## [To do]
Compute how many lines in the data below contain "unresolved"; answer only with that number.

## [Records for this exercise]
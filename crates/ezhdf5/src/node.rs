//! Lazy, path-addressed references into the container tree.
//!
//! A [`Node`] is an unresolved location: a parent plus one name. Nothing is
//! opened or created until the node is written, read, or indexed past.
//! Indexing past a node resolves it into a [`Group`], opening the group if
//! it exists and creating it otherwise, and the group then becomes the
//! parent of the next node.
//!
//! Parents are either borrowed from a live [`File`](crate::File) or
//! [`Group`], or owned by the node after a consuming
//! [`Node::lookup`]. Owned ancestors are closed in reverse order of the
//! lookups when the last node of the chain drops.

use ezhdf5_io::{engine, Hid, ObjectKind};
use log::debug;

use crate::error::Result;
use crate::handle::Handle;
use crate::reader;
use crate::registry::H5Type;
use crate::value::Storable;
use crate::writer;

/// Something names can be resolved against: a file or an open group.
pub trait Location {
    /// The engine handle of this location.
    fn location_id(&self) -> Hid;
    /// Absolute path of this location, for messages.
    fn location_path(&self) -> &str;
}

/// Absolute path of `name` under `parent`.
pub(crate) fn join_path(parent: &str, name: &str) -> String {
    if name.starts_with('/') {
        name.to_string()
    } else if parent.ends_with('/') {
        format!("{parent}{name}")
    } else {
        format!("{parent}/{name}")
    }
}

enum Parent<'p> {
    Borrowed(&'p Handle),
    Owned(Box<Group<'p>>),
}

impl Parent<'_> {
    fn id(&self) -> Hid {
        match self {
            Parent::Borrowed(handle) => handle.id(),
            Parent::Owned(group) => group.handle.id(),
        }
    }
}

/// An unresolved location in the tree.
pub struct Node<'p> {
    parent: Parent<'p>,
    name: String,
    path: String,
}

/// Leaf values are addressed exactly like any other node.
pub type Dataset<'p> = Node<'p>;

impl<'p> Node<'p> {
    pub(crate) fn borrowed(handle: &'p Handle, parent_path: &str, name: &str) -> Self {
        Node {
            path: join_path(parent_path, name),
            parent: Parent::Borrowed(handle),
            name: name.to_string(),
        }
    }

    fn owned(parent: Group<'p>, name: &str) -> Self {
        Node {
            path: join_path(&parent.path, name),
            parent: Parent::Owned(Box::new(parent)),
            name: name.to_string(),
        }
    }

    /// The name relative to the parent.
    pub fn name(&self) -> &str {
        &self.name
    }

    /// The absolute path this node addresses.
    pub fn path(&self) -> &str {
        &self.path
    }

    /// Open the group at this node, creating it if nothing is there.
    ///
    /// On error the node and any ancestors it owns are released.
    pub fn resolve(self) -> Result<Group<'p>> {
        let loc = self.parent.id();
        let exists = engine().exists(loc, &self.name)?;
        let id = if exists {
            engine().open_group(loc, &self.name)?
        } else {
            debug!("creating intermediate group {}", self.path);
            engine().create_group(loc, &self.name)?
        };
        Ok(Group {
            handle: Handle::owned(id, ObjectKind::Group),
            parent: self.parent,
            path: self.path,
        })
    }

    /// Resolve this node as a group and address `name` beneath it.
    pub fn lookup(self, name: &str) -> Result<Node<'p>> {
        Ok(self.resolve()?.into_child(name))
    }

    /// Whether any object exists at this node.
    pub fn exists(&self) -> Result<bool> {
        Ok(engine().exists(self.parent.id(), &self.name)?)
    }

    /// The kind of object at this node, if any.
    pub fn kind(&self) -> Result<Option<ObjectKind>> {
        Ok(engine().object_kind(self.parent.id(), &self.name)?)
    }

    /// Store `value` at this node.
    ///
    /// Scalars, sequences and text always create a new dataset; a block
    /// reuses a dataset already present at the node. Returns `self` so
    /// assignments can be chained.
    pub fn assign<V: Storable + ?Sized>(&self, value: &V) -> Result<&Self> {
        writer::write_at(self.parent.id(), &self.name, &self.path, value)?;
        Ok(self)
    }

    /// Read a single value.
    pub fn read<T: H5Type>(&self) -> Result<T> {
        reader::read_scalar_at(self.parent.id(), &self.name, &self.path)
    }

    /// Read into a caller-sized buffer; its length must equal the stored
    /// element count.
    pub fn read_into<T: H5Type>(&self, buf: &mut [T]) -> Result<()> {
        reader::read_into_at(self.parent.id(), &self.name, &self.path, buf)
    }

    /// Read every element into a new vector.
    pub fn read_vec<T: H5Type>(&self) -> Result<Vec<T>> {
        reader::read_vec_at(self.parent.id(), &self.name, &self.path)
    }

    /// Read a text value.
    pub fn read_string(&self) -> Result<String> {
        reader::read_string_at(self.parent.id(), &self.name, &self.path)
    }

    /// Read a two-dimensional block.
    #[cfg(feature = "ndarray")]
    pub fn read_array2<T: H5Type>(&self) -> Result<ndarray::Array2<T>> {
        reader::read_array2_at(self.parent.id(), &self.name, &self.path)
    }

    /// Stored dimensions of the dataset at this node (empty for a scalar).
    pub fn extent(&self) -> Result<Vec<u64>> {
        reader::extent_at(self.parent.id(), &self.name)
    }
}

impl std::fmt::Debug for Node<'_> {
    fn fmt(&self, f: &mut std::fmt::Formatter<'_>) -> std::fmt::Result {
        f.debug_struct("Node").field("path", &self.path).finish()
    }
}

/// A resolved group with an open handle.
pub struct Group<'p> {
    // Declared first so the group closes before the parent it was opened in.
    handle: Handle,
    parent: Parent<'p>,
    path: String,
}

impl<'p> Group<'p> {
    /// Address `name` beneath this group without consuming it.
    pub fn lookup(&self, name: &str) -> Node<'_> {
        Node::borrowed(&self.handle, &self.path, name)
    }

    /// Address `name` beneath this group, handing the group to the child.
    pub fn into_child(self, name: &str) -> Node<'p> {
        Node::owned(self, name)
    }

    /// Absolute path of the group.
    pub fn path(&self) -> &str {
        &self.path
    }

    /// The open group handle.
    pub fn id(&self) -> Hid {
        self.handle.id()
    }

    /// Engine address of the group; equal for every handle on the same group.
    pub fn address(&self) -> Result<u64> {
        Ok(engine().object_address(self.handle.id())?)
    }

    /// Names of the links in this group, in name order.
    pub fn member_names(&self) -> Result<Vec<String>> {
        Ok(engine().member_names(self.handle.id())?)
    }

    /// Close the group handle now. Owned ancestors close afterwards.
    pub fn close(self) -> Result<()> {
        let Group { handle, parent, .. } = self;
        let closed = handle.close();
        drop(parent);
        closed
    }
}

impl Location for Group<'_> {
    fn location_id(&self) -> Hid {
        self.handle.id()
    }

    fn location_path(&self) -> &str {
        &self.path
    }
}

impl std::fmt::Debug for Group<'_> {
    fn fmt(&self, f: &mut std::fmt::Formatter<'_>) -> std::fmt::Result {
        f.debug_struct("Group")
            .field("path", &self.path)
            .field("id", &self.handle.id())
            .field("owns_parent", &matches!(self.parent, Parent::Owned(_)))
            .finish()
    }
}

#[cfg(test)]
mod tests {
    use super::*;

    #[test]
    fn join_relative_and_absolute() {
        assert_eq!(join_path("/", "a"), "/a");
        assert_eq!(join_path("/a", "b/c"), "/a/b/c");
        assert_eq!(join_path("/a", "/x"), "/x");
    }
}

--

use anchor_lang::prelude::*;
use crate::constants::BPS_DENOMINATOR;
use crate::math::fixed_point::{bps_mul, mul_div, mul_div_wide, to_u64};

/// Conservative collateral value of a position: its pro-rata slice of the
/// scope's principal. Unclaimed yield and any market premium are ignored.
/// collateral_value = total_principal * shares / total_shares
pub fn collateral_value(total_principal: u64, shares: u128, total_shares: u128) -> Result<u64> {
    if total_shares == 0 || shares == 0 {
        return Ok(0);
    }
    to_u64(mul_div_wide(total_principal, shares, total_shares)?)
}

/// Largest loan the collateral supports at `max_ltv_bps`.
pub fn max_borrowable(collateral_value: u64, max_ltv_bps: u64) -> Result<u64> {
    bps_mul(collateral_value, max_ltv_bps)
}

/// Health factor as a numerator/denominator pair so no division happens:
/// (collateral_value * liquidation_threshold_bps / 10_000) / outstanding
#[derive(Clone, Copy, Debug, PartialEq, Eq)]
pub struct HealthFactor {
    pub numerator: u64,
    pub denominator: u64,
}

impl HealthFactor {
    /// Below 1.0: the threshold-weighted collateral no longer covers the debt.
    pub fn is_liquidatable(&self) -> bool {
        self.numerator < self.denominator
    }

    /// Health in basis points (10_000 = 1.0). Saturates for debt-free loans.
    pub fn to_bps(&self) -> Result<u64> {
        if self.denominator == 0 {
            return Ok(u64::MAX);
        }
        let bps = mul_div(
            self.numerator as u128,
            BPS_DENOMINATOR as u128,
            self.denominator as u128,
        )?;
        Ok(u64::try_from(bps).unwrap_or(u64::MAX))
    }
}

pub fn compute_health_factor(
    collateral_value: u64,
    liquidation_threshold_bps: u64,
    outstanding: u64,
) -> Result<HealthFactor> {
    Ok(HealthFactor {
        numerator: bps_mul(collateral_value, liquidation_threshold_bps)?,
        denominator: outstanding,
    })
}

## [Your response]
2